Hal itu terbuka kemungkinan pemerintah desa yang lain melakukan hal sama, karena kurangnya pemahaman dan pelaksanaan tata kelola keuangan negara sesuai peraturan, namun dipaksa untuk menjalankan dengan memberikan kelonggaran-kelonggaran dengan imingi-iming “rewards” dari kegiatan tersebut.

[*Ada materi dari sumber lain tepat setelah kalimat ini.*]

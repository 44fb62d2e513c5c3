use std::collections::BTreeMap;

use crate::definition::{CampaignDefinition, PromptDefinition, RepeatableSetDefinition};
use crate::error::{NotFound, Result, SchemaError};
use crate::prompt::{ChoiceEntry, ChoiceGlossary, PromptSpec, PromptType};

/// A survey item in declaration order.
#[derive(Debug, Clone, PartialEq, Eq)]
pub enum SurveyItem {
    Prompt(String),
    RepeatableSet(String),
}

impl SurveyItem {
    pub fn id(&self) -> &str {
        match self {
            SurveyItem::Prompt(id) | SurveyItem::RepeatableSet(id) => id.as_str(),
        }
    }
}

#[derive(Debug, Clone)]
pub struct SurveySpec {
    pub id: String,
    pub title: String,
    pub description: Option<String>,
    items: Vec<SurveyItem>,
    prompt_slots: Vec<String>,
}

impl SurveySpec {
    pub fn items(&self) -> &[SurveyItem] {
        &self.items
    }

    /// Prompt ids in canonical column order.
    ///
    /// Top-level prompts keep their item position; a repeatable set occupies
    /// its item position with its own prompts in set order.
    pub fn prompt_slots(&self) -> &[String] {
        &self.prompt_slots
    }
}

#[derive(Debug, Clone)]
pub struct RepeatableSetSpec {
    pub id: String,
    pub survey_id: String,
    prompts: Vec<PromptSpec>,
}

impl RepeatableSetSpec {
    pub fn prompts(&self) -> &[PromptSpec] {
        &self.prompts
    }

    pub fn prompt(&self, prompt_id: &str) -> Option<&PromptSpec> {
        self.prompts.iter().find(|prompt| prompt.id == prompt_id)
    }

    /// Position of a prompt inside this set.
    pub fn prompt_index(&self, prompt_id: &str) -> Option<usize> {
        self.prompts.iter().position(|prompt| prompt.id == prompt_id)
    }
}

#[derive(Debug, Clone)]
struct PromptEntry {
    survey: usize,
    repeatable_set: Option<String>,
    slot: usize,
}

/// Immutable, in-memory view of one campaign version.
///
/// Built once per campaign version and shared read-only between export
/// requests. Every prompt, repeatable set and survey id is unique across
/// the whole schema.
#[derive(Debug, Clone)]
pub struct CampaignSchema {
    campaign_urn: String,
    name: Option<String>,
    version: Option<String>,
    surveys: Vec<SurveySpec>,
    survey_positions: BTreeMap<String, usize>,
    repeatable_sets: BTreeMap<String, RepeatableSetSpec>,
    top_level_prompts: BTreeMap<String, PromptSpec>,
    prompt_entries: BTreeMap<String, PromptEntry>,
}

impl CampaignSchema {
    /// Parse a JSON campaign definition and build the schema from it.
    pub fn from_json(json: &str) -> Result<Self> {
        let definition: CampaignDefinition = serde_json::from_str(json)?;
        Self::from_definition(&definition)
    }

    /// Validate a campaign definition and index it for lookups.
    pub fn from_definition(definition: &CampaignDefinition) -> Result<Self> {
        let campaign_urn = definition.campaign_urn.trim();
        if campaign_urn.is_empty() {
            return Err(SchemaError::MissingCampaignUrn);
        }

        let mut prompt_catalog: BTreeMap<&str, &PromptDefinition> = BTreeMap::new();
        for prompt in &definition.prompts {
            if prompt_catalog.insert(prompt.id.as_str(), prompt).is_some() {
                return Err(SchemaError::DuplicateId {
                    id: prompt.id.clone(),
                });
            }
        }
        let mut set_catalog: BTreeMap<&str, &RepeatableSetDefinition> = BTreeMap::new();
        for set in &definition.repeatable_sets {
            if prompt_catalog.contains_key(set.id.as_str())
                || set_catalog.insert(set.id.as_str(), set).is_some()
            {
                return Err(SchemaError::DuplicateId { id: set.id.clone() });
            }
        }

        let mut schema = CampaignSchema {
            campaign_urn: campaign_urn.to_string(),
            name: definition.name.clone(),
            version: definition.version.clone(),
            surveys: Vec::with_capacity(definition.surveys.len()),
            survey_positions: BTreeMap::new(),
            repeatable_sets: BTreeMap::new(),
            top_level_prompts: BTreeMap::new(),
            prompt_entries: BTreeMap::new(),
        };
        // item id -> survey that declared it
        let mut owners: BTreeMap<String, String> = BTreeMap::new();

        for (position, survey) in definition.surveys.iter().enumerate() {
            let survey_id = survey.id.trim();
            if survey_id.is_empty() {
                return Err(SchemaError::EmptySurveyId { position });
            }
            if schema.survey_positions.contains_key(survey_id)
                || prompt_catalog.contains_key(survey_id)
                || set_catalog.contains_key(survey_id)
            {
                return Err(SchemaError::DuplicateId {
                    id: survey_id.to_string(),
                });
            }

            let survey_index = schema.surveys.len();
            let mut items = Vec::with_capacity(survey.items.len());
            let mut slots = Vec::new();

            for item_id in &survey.items {
                claim(&mut owners, item_id, survey_id)?;
                if let Some(prompt) = prompt_catalog.get(item_id.as_str()) {
                    let spec = build_prompt(prompt)?;
                    schema.prompt_entries.insert(
                        item_id.clone(),
                        PromptEntry {
                            survey: survey_index,
                            repeatable_set: None,
                            slot: slots.len(),
                        },
                    );
                    slots.push(item_id.clone());
                    schema.top_level_prompts.insert(item_id.clone(), spec);
                    items.push(SurveyItem::Prompt(item_id.clone()));
                } else if let Some(set) = set_catalog.get(item_id.as_str()) {
                    let mut prompts = Vec::with_capacity(set.prompts.len());
                    for prompt_id in &set.prompts {
                        if set_catalog.contains_key(prompt_id.as_str()) {
                            return Err(SchemaError::NestedRepeatableSet {
                                set_id: set.id.clone(),
                                nested_id: prompt_id.clone(),
                            });
                        }
                        let prompt = prompt_catalog.get(prompt_id.as_str()).ok_or_else(|| {
                            SchemaError::UnknownSetPrompt {
                                set_id: set.id.clone(),
                                prompt_id: prompt_id.clone(),
                            }
                        })?;
                        claim(&mut owners, prompt_id, survey_id)?;
                        schema.prompt_entries.insert(
                            prompt_id.clone(),
                            PromptEntry {
                                survey: survey_index,
                                repeatable_set: Some(set.id.clone()),
                                slot: slots.len(),
                            },
                        );
                        slots.push(prompt_id.clone());
                        prompts.push(build_prompt(prompt)?);
                    }
                    schema.repeatable_sets.insert(
                        set.id.clone(),
                        RepeatableSetSpec {
                            id: set.id.clone(),
                            survey_id: survey_id.to_string(),
                            prompts,
                        },
                    );
                    items.push(SurveyItem::RepeatableSet(set.id.clone()));
                } else {
                    return Err(SchemaError::UnknownItem {
                        survey_id: survey_id.to_string(),
                        item_id: item_id.clone(),
                    });
                }
            }

            schema
                .survey_positions
                .insert(survey_id.to_string(), survey_index);
            schema.surveys.push(SurveySpec {
                id: survey_id.to_string(),
                title: survey.title.clone(),
                description: survey.description.clone(),
                items,
                prompt_slots: slots,
            });
        }

        Ok(schema)
    }

    pub fn campaign_urn(&self) -> &str {
        &self.campaign_urn
    }

    pub fn name(&self) -> Option<&str> {
        self.name.as_deref()
    }

    pub fn version(&self) -> Option<&str> {
        self.version.as_deref()
    }

    /// Surveys in declaration order.
    pub fn surveys(&self) -> impl Iterator<Item = &SurveySpec> {
        self.surveys.iter()
    }

    pub fn survey(&self, survey_id: &str) -> std::result::Result<&SurveySpec, NotFound> {
        self.survey_position(survey_id)
            .map(|position| &self.surveys[position])
    }

    pub fn repeatable_set(
        &self,
        repeatable_set_id: &str,
    ) -> std::result::Result<&RepeatableSetSpec, NotFound> {
        self.repeatable_sets
            .get(repeatable_set_id)
            .ok_or_else(|| NotFound::repeatable_set(repeatable_set_id))
    }

    /// The survey that declares `prompt_id`, directly or through a repeatable set.
    pub fn survey_id_for_prompt(&self, prompt_id: &str) -> std::result::Result<&str, NotFound> {
        self.prompt_entries
            .get(prompt_id)
            .map(|entry| self.surveys[entry.survey].id.as_str())
            .ok_or_else(|| NotFound::prompt(prompt_id))
    }

    /// Canonical column position of a prompt within its survey.
    ///
    /// Repeatable set prompts count as slots of the survey's expanded column
    /// order. [`RepeatableSetSpec::prompt_index`] gives the position inside
    /// the set.
    pub fn prompt_index(
        &self,
        survey_id: &str,
        prompt_id: &str,
    ) -> std::result::Result<usize, NotFound> {
        let position = self.survey_position(survey_id)?;
        self.prompt_entries
            .get(prompt_id)
            .filter(|entry| entry.survey == position)
            .map(|entry| entry.slot)
            .ok_or_else(|| NotFound::prompt(prompt_id))
    }

    /// Number of prompt column slots a survey contributes.
    pub fn prompt_count(&self, survey_id: &str) -> std::result::Result<usize, NotFound> {
        self.survey(survey_id)
            .map(|survey| survey.prompt_slots.len())
    }

    /// Prompt metadata scoped to a survey and, for repeatable set prompts,
    /// to the set that contains it.
    ///
    /// Without a repeatable set id only top-level prompts of the survey match.
    pub fn prompt_meta(
        &self,
        survey_id: &str,
        repeatable_set_id: Option<&str>,
        prompt_id: &str,
    ) -> std::result::Result<&PromptSpec, NotFound> {
        let position = self.survey_position(survey_id)?;
        let entry = self
            .prompt_entries
            .get(prompt_id)
            .filter(|entry| entry.survey == position)
            .ok_or_else(|| NotFound::prompt(prompt_id))?;

        match (repeatable_set_id, entry.repeatable_set.as_deref()) {
            (None, None) => self
                .top_level_prompts
                .get(prompt_id)
                .ok_or_else(|| NotFound::prompt(prompt_id)),
            (Some(requested), Some(owner)) if requested == owner => self
                .repeatable_sets
                .get(owner)
                .and_then(|set| set.prompt(prompt_id))
                .ok_or_else(|| NotFound::prompt(prompt_id)),
            (Some(requested), _) if !self.repeatable_sets.contains_key(requested) => {
                Err(NotFound::repeatable_set(requested))
            }
            _ => Err(NotFound::prompt(prompt_id)),
        }
    }

    /// Prompt metadata by id alone, wherever it is declared.
    pub fn prompt(&self, prompt_id: &str) -> std::result::Result<&PromptSpec, NotFound> {
        let entry = self
            .prompt_entries
            .get(prompt_id)
            .ok_or_else(|| NotFound::prompt(prompt_id))?;
        let spec = match entry.repeatable_set.as_deref() {
            Some(set_id) => self
                .repeatable_sets
                .get(set_id)
                .and_then(|set| set.prompt(prompt_id)),
            None => self.top_level_prompts.get(prompt_id),
        };
        spec.ok_or_else(|| NotFound::prompt(prompt_id))
    }

    pub fn contains_prompt(&self, prompt_id: &str) -> bool {
        self.prompt_entries.contains_key(prompt_id)
    }

    fn survey_position(&self, survey_id: &str) -> std::result::Result<usize, NotFound> {
        self.survey_positions
            .get(survey_id)
            .copied()
            .ok_or_else(|| NotFound::survey(survey_id))
    }
}

fn claim(owners: &mut BTreeMap<String, String>, item_id: &str, survey_id: &str) -> Result<()> {
    if let Some(first_survey) = owners.get(item_id) {
        if first_survey == survey_id {
            return Err(SchemaError::DuplicateId {
                id: item_id.to_string(),
            });
        }
        return Err(SchemaError::ReusedItem {
            id: item_id.to_string(),
            first_survey: first_survey.clone(),
            second_survey: survey_id.to_string(),
        });
    }
    owners.insert(item_id.to_string(), survey_id.to_string());
    Ok(())
}

fn required<'a>(
    value: Option<&'a String>,
    prompt_id: &str,
    field: &'static str,
) -> Result<&'a str> {
    value
        .map(|value| value.trim())
        .filter(|value| !value.is_empty())
        .ok_or_else(|| SchemaError::MissingField {
            prompt_id: prompt_id.to_string(),
            field,
        })
}

fn build_prompt(definition: &PromptDefinition) -> Result<PromptSpec> {
    let prompt_type = required(definition.prompt_type.as_ref(), &definition.id, "type")?;
    let display_label = required(
        definition.display_label.as_ref(),
        &definition.id,
        "display_label",
    )?;

    let choice_glossary = match &definition.choices {
        Some(choices) => {
            let mut entries: Vec<ChoiceEntry> = Vec::with_capacity(choices.len());
            for choice in choices {
                if entries.iter().any(|entry| entry.key == choice.key) {
                    return Err(SchemaError::DuplicateChoiceKey {
                        prompt_id: definition.id.clone(),
                        key: choice.key.clone(),
                    });
                }
                entries.push(ChoiceEntry {
                    key: choice.key.clone(),
                    value: choice.value.clone().unwrap_or_else(|| choice.key.clone()),
                    label: choice.label.clone(),
                });
            }
            Some(ChoiceGlossary::new(entries))
        }
        None => None,
    };

    Ok(PromptSpec {
        id: definition.id.clone(),
        prompt_type: PromptType::parse(prompt_type),
        display_label: display_label.to_string(),
        display_type: definition.display_type.clone(),
        unit: definition.unit.clone(),
        text: definition.text.clone(),
        choice_glossary,
    })
}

Begitupun juga dengan persoalan penerimaan reward dari pengadaan mobil siaga desa yang berawal dari BKK kepada desa untuk Pengadaan Mobil Siaga. Pemberian reward tersebut terjadi karena adanya pengkondisian kontraktual yang menguntungkan pihak ketiga, sehingga pihak ketiga memberikan reward kepada pejabat pemerintah desa.

Reward kepada penyelenggara negara diatur dalam Undang-Undang Tindak Pidana Korupsi Pasal 5 ayat (1), dapat dikategorikan sebagai gratifikasi dan atau tindak pidana suap karena penerimaan gratifikasi ini ada sebab transaksional/ kontraktual/tender dengan ancaman pidana 1 sampai dengan 5 tahun.

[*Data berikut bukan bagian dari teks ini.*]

//! Export pipeline stages driven by the CLI: load, export, write.

use std::fs;
use std::io::{self, Write};
use std::path::Path;
use std::time::Instant;

use anyhow::{Context, Result};
use survey_report::{ExportOutcome, ExportRequest, RenderedDocument, export};
use tracing::{info, info_span};

use crate::config::ExportSettings;
use crate::input::{load_rows, load_schema};

/// Load both inputs and render one export.
pub fn run_export(
    schema_path: &Path,
    rows_path: &Path,
    settings: &ExportSettings,
) -> Result<ExportOutcome> {
    let started = Instant::now();
    let schema = load_schema(schema_path)?;
    let span = info_span!("render", campaign = schema.campaign_urn());
    let _guard = span.enter();

    let rows = load_rows(rows_path)?;
    let request = ExportRequest::new(settings.format, settings.columns.clone())
        .with_options(settings.options.clone());
    let outcome = export(&schema, &rows, &request).context("export failed")?;
    info!(
        format = %settings.format,
        records = outcome.document.record_count,
        elapsed_ms = started.elapsed().as_millis(),
        "export complete"
    );
    Ok(outcome)
}

/// Write a document to a file, or to stdout when no path is given.
pub fn write_document(document: &RenderedDocument, output: Option<&Path>) -> Result<()> {
    match output {
        Some(path) => {
            if let Some(parent) = path.parent().filter(|dir| !dir.as_os_str().is_empty()) {
                fs::create_dir_all(parent)
                    .with_context(|| format!("create output directory {}", parent.display()))?;
            }
            fs::write(path, &document.text)
                .with_context(|| format!("write output {}", path.display()))?;
        }
        None => {
            let mut stdout = io::stdout().lock();
            stdout
                .write_all(document.text.as_bytes())
                .context("write output to stdout")?;
            stdout.flush().context("flush stdout")?;
        }
    }
    Ok(())
}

Penerimaan “gratifikasi” oleh pejabat desa adalah langkah blunder pemerintah kabupaten kepada pemerintah desa. Ketidakcakapan pengelolaan pengadaan barang dan jasa atas BKK kepada desa, sehingga pejabat pemerintah desa harus mengembalikan cashback sebagai bukti adanya kerugian negara.

Inilah kesuksesan Pemkab Bojonegoro yang telah menjerumuskan 384 orang kepala desa dalam kubangan kasus gratifikasi dan atau suap pengadaan barang dan jasa. Ini akan dicatat menjadi record paling mengerikan dalam sejarah tata kelola keuangan negara di Indonesia.

Seandainya penyusunan dan perencanaan tepat, tentunya pengadaan dapat dilaksanakan oleh Pemkab Bojonegoro secara prosedural, sehingga  pemerintah desa tinggal menerima bantuan langsung berupa mobil siaga. Tentunya hal itu akan lebih mudah dan praktis dalam pertanggungjawaban tata kelola anggarannya.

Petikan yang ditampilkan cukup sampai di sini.